The majority of the leaks included in the state’s Feb. 7, 2023, warning letter occurred at the Cudjoe Key Wastewater Treatment Plant, about 23 miles northeast of Key West. There were five “unauthorized discharges or unpermitted sanitary sewage overflows,” according to the letter:
▪ The largest was 126,000 gallons that leaked on Sept. 29.
▪ The second-largest leak during that window of time from the Cudjoe plant was 24,600 gallons on Sept. 27, wrote Jason Andreotta, director of FDEP’s southeast district.
▪ There were also six “unauthorized discharges” from the system that were not related to Hurricane Ian between October and January, including a large leak of 63,604 gallons on Oct. 7, Andreotta said.
It was not immediately clear where the sewage water ended up. Jon Moore, spokesman for the Florida Department of Environmental Protection, said Wednesday that he was working to gather that information.
The FDEP also sent a warning letter to Keys utility on Feb. 7 about more than 33,000 gallons that discharged in a total of three leaks during Hurricane Ian, as well as more than 1,850 gallons from two leaks not related to the hurricane in October and January.
Veliz said the immediate fixes the utility is working on includes replacing manhole covers and sealing rings and exporting capacity from the Big Coppitt plant, most of which he said comes from the Navy base, to the city of Key West.

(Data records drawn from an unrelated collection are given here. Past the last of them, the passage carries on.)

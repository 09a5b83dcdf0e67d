use std::io;
use std::time::Duration;

use thiserror::Error;

#[derive(Debug, Error)]
pub enum EvaluationError {
    #[error("failed to start engine {path}: {source}")]
    Spawn {
        path: String,
        #[source]
        source: io::Error,
    },
    #[error("engine i/o failed: {0}")]
    Io(#[from] io::Error),
    #[error("engine gave no answer within {0:?}")]
    Timeout(Duration),
    #[error("engine exited before answering")]
    EngineExited,
    #[error("engine finished without reporting a score")]
    MissingScore,
    #[error("unexpected engine reply: {0}")]
    InvalidReply(String),
}
/// Lines the client writes to the engine.
#[derive(Debug, Clone, PartialEq, Eq)]
pub enum EngineCommand {
    Uci,
    IsReady,
    Position { fen: String },
    Go { move_time: u64 },
    Quit,
}

/// Lines the engine writes back. Anything the client does not act on is `Other`.
#[derive(Debug, Clone, PartialEq, Eq)]
pub enum EngineReply {
    UciOk,
    ReadyOk,
    Info(Info),
    BestMove(String),
    /// An `info` line whose score could not be read.
    Malformed(String),
    Other(String),
}

#[derive(Debug, Clone, Default, PartialEq, Eq)]
pub struct Info {
    pub depth: Option<u32>,
    pub score: Option<Score>,
}

#[derive(Debug, Clone, Copy, PartialEq, Eq)]
pub enum Score {
    Centipawns(i32), // side to move
    Mate(i32),       // Positive for mate-in-n, negative for mated-in-n
}
pub mod def;
pub mod error;
pub mod scores;

pub use def::Evaluator;
pub use error::EvaluationError;
pub use scores::{Advantage, AdvantageVerdict, Thresholds, MATE_SCORE};
use super::commands::EngineCommand;

pub struct Encoder;

impl Encoder {
    pub fn encode(&self, command: &EngineCommand) -> String {
        match command {
            EngineCommand::Uci => "uci".to_string(),
            EngineCommand::IsReady => "isready".to_string(),
            EngineCommand::Position { fen } => format!("position fen {}", fen),
            EngineCommand::Go { move_time } => format!("go movetime {}", move_time),
            EngineCommand::Quit => "quit".to_string(),
        }
    }
}
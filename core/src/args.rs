use std::path::PathBuf;

use clap::Parser;

#[derive(Parser, Debug)]
#[command(name = "insight")]
#[command(author = "Jørgen Hanssen <jorgen@hanssen.io>")]
#[command(version = env!("CARGO_PKG_VERSION"))]
#[command(about = "Explain who is better in a chess position, and why")]
pub struct Args {
    /// Position to explain, as FEN.
    pub fen: String,

    /// UCI engine used to score the position.
    #[arg(short, long, default_value = "stockfish")]
    pub engine: PathBuf,

    /// Extra argument passed to the engine (repeatable).
    #[arg(long = "engine-arg", allow_hyphen_values = true)]
    pub engine_args: Vec<String>,

    /// Search time in milliseconds.
    #[arg(short, long, default_value_t = 100)]
    pub movetime: u64,

    /// Time on top of the search allowed for engine startup, in milliseconds.
    #[arg(long, default_value_t = 2000)]
    pub grace: u64,

    /// Skip the engine and list every heuristic finding.
    #[arg(long)]
    pub heuristics_only: bool,

    /// Write debug logs, including engine traffic, to a file.
    #[arg(short, long)]
    pub log_file: Option<PathBuf>,

    #[arg(short, long)]
    pub verbose: bool,
}

#[cfg(test)]
mod tests {
    use super::*;

    #[test]
    fn test_defaults() {
        let args = Args::parse_from(["insight", "8/8/8/8/8/8/8/K6k w - - 0 1"]);
        assert_eq!(args.fen, "8/8/8/8/8/8/8/K6k w - - 0 1");
        assert_eq!(args.engine, PathBuf::from("stockfish"));
        assert_eq!(args.movetime, 100);
        assert!(!args.heuristics_only);
        assert!(args.log_file.is_none());
    }

    #[test]
    fn test_engine_options() {
        let args = Args::parse_from([
            "insight",
            "--engine",
            "/opt/sf",
            "--engine-arg",
            "--threads=1",
            "--movetime",
            "250",
            "--heuristics-only",
            "8/8/8/8/8/8/8/K6k w - - 0 1",
        ]);
        assert_eq!(args.engine, PathBuf::from("/opt/sf"));
        assert_eq!(args.engine_args, vec!["--threads=1".to_string()]);
        assert_eq!(args.movetime, 250);
        assert!(args.heuristics_only);
    }
}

Much of that work has been done, Veliz said, but it’s not immediately clear how effective it’s been.
“Unfortunately, it’s going to take another heavy rain to see it if’s working,” Veliz said.

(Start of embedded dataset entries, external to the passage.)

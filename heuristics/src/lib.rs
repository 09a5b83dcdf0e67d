mod exchange;
mod pins;
mod pst;
mod trapped;

pub use exchange::{is_unfavorable, loses_exchange};
pub use pins::{PinKind, PinRecord, PinnedPieces};
pub use pst::{table, tables, PieceSquareTables};
pub use trapped::TrappedPieces;

use cozy_chess::Color;

/// A positional detector that can justify an evaluation in plain sentences.
///
/// Detectors are built from a snapshot and never mutate it, so calling
/// `explanations` twice yields the same lines.
pub trait Heuristic {
    fn name(&self) -> &'static str;

    /// Lines supporting `favored` (or every finding when `None`), in a stable order.
    fn explanations(&self, favored: Option<Color>) -> Vec<String>;
}
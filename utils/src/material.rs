use cozy_chess::{Color, Piece};

/// Coarse piece values used when judging exchanges and pins.
/// The king is given a large value so that it always outranks everything else.
pub const fn exchange_value(piece: Piece) -> u32 {
    match piece {
        Piece::Pawn => 1,
        Piece::Knight => 3,
        Piece::Bishop => 3,
        Piece::Rook => 5,
        Piece::Queen => 9,
        Piece::King => 200,
    }
}

pub const fn is_slider(piece: Piece) -> bool {
    matches!(piece, Piece::Bishop | Piece::Rook | Piece::Queen)
}

pub const fn color_name(color: Color) -> &'static str {
    match color {
        Color::White => "White",
        Color::Black => "Black",
    }
}

pub const fn piece_name(piece: Piece) -> &'static str {
    match piece {
        Piece::Pawn => "Pawn",
        Piece::Knight => "Knight",
        Piece::Bishop => "Bishop",
        Piece::Rook => "Rook",
        Piece::Queen => "Queen",
        Piece::King => "King",
    }
}

/// Name used when a sentence may refer to several pieces of one type.
/// There is normally a single queen and king, so those stay singular.
pub const fn piece_group_name(piece: Piece) -> &'static str {
    match piece {
        Piece::Pawn => "Pawn(s)",
        Piece::Knight => "Knight(s)",
        Piece::Bishop => "Bishop(s)",
        Piece::Rook => "Rook(s)",
        Piece::Queen => "Queen",
        Piece::King => "King",
    }
}
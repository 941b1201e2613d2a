//! Response record repository.

use async_trait::async_trait;
use chrono::{DateTime, Utc};
use sqlx::SqlitePool;

use crate::Result;
use crate::database::models::ResponseDbModel;
use crate::database::time::datetime_to_ms;
use crate::domain::ResponseRecord;

/// Response record repository trait.
#[async_trait]
pub trait ResponseRepository: Send + Sync {
    /// Whether a record exists for this comment under this monitor.
    async fn exists(&self, monitor_id: &str, comment_id: &str) -> Result<bool>;
    /// Insert a record. A second record for the same `(monitor_id,
    /// comment_id)` fails with `Error::Conflict`.
    async fn insert(&self, record: &ResponseRecord) -> Result<()>;
    /// Remember that the monitor has seen this comment. True the first time.
    async fn mark_seen(&self, monitor_id: &str, comment_id: &str, now: DateTime<Utc>) -> Result<bool>;
    /// Newest first.
    async fn list_for_monitor(&self, monitor_id: &str, limit: u32) -> Result<Vec<ResponseRecord>>;
    async fn count_for_monitor(&self, monitor_id: &str) -> Result<u64>;
    async fn count_created_since(&self, since: DateTime<Utc>) -> Result<u64>;
    /// Delete records past their expiry or created before `created_before`.
    async fn delete_expired(&self, now: DateTime<Utc>, created_before: DateTime<Utc>) -> Result<u64>;
    /// Delete the oldest records of a monitor so that at most `keep` remain.
    async fn delete_oldest_beyond(&self, monitor_id: &str, keep: u64) -> Result<u64>;
    /// Delete the monitor's records and seen markers. Returns the number of
    /// records deleted.
    async fn delete_for_monitor(&self, monitor_id: &str) -> Result<u64>;
}

/// SQLx implementation of ResponseRepository.
pub struct SqlxResponseRepository {
    pool: SqlitePool,
}

impl SqlxResponseRepository {
    pub fn new(pool: SqlitePool) -> Self {
        Self { pool }
    }
}

#[async_trait]
impl ResponseRepository for SqlxResponseRepository {
    async fn exists(&self, monitor_id: &str, comment_id: &str) -> Result<bool> {
        let found: Option<i64> =
            sqlx::query_scalar("SELECT 1 FROM responses WHERE monitor_id = ? AND comment_id = ?")
                .bind(monitor_id)
                .bind(comment_id)
                .fetch_optional(&self.pool)
                .await?;
        Ok(found.is_some())
    }

    async fn insert(&self, record: &ResponseRecord) -> Result<()> {
        let r = ResponseDbModel::from(record);
        sqlx::query(
            r#"
            INSERT INTO responses (
                id, monitor_id, owner_id, rule_id, page_id, post_id, comment_id,
                comment_text, author_id, author_name, sentiment, is_spam, response_text,
                success, message_id, error_message, error_code, latency_ms, created_at,
                expires_at
            ) VALUES (?, ?, ?, ?, ?, ?, ?, ?, ?, ?, ?, ?, ?, ?, ?, ?, ?, ?, ?, ?)
            "#,
        )
        .bind(&r.id)
        .bind(&r.monitor_id)
        .bind(&r.owner_id)
        .bind(&r.rule_id)
        .bind(&r.page_id)
        .bind(&r.post_id)
        .bind(&r.comment_id)
        .bind(&r.comment_text)
        .bind(&r.author_id)
        .bind(&r.author_name)
        .bind(&r.sentiment)
        .bind(r.is_spam)
        .bind(&r.response_text)
        .bind(r.success)
        .bind(&r.message_id)
        .bind(&r.error_message)
        .bind(&r.error_code)
        .bind(r.latency_ms)
        .bind(r.created_at)
        .bind(r.expires_at)
        .execute(&self.pool)
        .await
        .map_err(|e| {
            crate::database::map_unique_violation(e, || {
                format!(
                    "comment {} already has a response under monitor {}",
                    r.comment_id, r.monitor_id
                )
            })
        })?;
        Ok(())
    }

    async fn mark_seen(&self, monitor_id: &str, comment_id: &str, now: DateTime<Utc>) -> Result<bool> {
        let result = sqlx::query(
            "INSERT OR IGNORE INTO seen_comments (monitor_id, comment_id, first_seen_at) VALUES (?, ?, ?)",
        )
        .bind(monitor_id)
        .bind(comment_id)
        .bind(datetime_to_ms(now))
        .execute(&self.pool)
        .await?;
        Ok(result.rows_affected() == 1)
    }

    async fn list_for_monitor(&self, monitor_id: &str, limit: u32) -> Result<Vec<ResponseRecord>> {
        let rows = sqlx::query_as::<_, ResponseDbModel>(
            "SELECT * FROM responses WHERE monitor_id = ? ORDER BY created_at DESC, id DESC LIMIT ?",
        )
        .bind(monitor_id)
        .bind(limit as i64)
        .fetch_all(&self.pool)
        .await?;
        Ok(rows.into_iter().map(ResponseRecord::from).collect())
    }

    async fn count_for_monitor(&self, monitor_id: &str) -> Result<u64> {
        let count: i64 = sqlx::query_scalar("SELECT COUNT(*) FROM responses WHERE monitor_id = ?")
            .bind(monitor_id)
            .fetch_one(&self.pool)
            .await?;
        Ok(count.max(0) as u64)
    }

    async fn count_created_since(&self, since: DateTime<Utc>) -> Result<u64> {
        let count: i64 = sqlx::query_scalar("SELECT COUNT(*) FROM responses WHERE created_at >= ?")
            .bind(datetime_to_ms(since))
            .fetch_one(&self.pool)
            .await?;
        Ok(count.max(0) as u64)
    }

    async fn delete_expired(&self, now: DateTime<Utc>, created_before: DateTime<Utc>) -> Result<u64> {
        let result = sqlx::query("DELETE FROM responses WHERE expires_at <= ? OR created_at < ?")
            .bind(datetime_to_ms(now))
            .bind(datetime_to_ms(created_before))
            .execute(&self.pool)
            .await?;
        Ok(result.rows_affected())
    }

    async fn delete_oldest_beyond(&self, monitor_id: &str, keep: u64) -> Result<u64> {
        let result = sqlx::query(
            r#"
            DELETE FROM responses
            WHERE monitor_id = ?
              AND id NOT IN (
                SELECT id FROM responses
                WHERE monitor_id = ?
                ORDER BY created_at DESC, id DESC
                LIMIT ?
              )
            "#,
        )
        .bind(monitor_id)
        .bind(monitor_id)
        .bind(keep.min(i64::MAX as u64) as i64)
        .execute(&self.pool)
        .await?;
        Ok(result.rows_affected())
    }

    async fn delete_for_monitor(&self, monitor_id: &str) -> Result<u64> {
        let mut tx = self.pool.begin().await?;
        let result = sqlx::query("DELETE FROM responses WHERE monitor_id = ?")
            .bind(monitor_id)
            .execute(&mut *tx)
            .await?;
        sqlx::query("DELETE FROM seen_comments WHERE monitor_id = ?")
            .bind(monitor_id)
            .execute(&mut *tx)
            .await?;
        tx.commit().await?;
        Ok(result.rows_affected())
    }
}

Aging water pipe infrastructure
The Aqueduct Authority’s sewer woes are compounded by the revelation earlier this year that the 40-plus-year-old freshwater underground pipe system is in disrepair and in need of replacing.
That problem became evident in March when three water pipe breaks in a week threatened to cut off the fresh water supply the island chain receives from Florida City on the mainland.
The cost to completely replace all the pipes exceeds $1 billion, and Veliz said the utility doesn’t have that money on hand.
For now, the utility is in the process of a $42 million project in the Upper Keys Village of Islamorada to replace five miles of pipe. The project began in April and is expected to be completed in early 2025, according to the Aqueduct Authority. It’s being funded with with $35 million in grants and $7 million in low-interest loans, the utility said in a statement.
Already under investigation
The Florida environment department informed the Keys authority in May that it was investigating the utility for not keeping up with the aging freshwater infrastructure. In a May 5 letter, Andreotta, the same state official who wrote the warning letters over the sewer leaks, said the Keys utility “failed to maintain its system in good operating condition so as to function as intended, and that the piping infrastructure is “a very deteriorating water system that has not undergone assessment until recent years.”
Andreotta added a reverse osmosis desalinization plant on Stock Island in the Lower Keys, which augments the fresh water supply that comes from the mainland in Florida City, is also deteriorating.
Veliz said that he and other utility officials are negotiating with the state to resolve all of the issues. He said part of coming into compliance includes the construction of another reverse osmosis plant, which he said is 80% complete. He said the utility has about $115 million of projects underway.
“No one can say that right now,” Veliz said. “To say we’re not looking to improve our infrastructure is not exactly true.”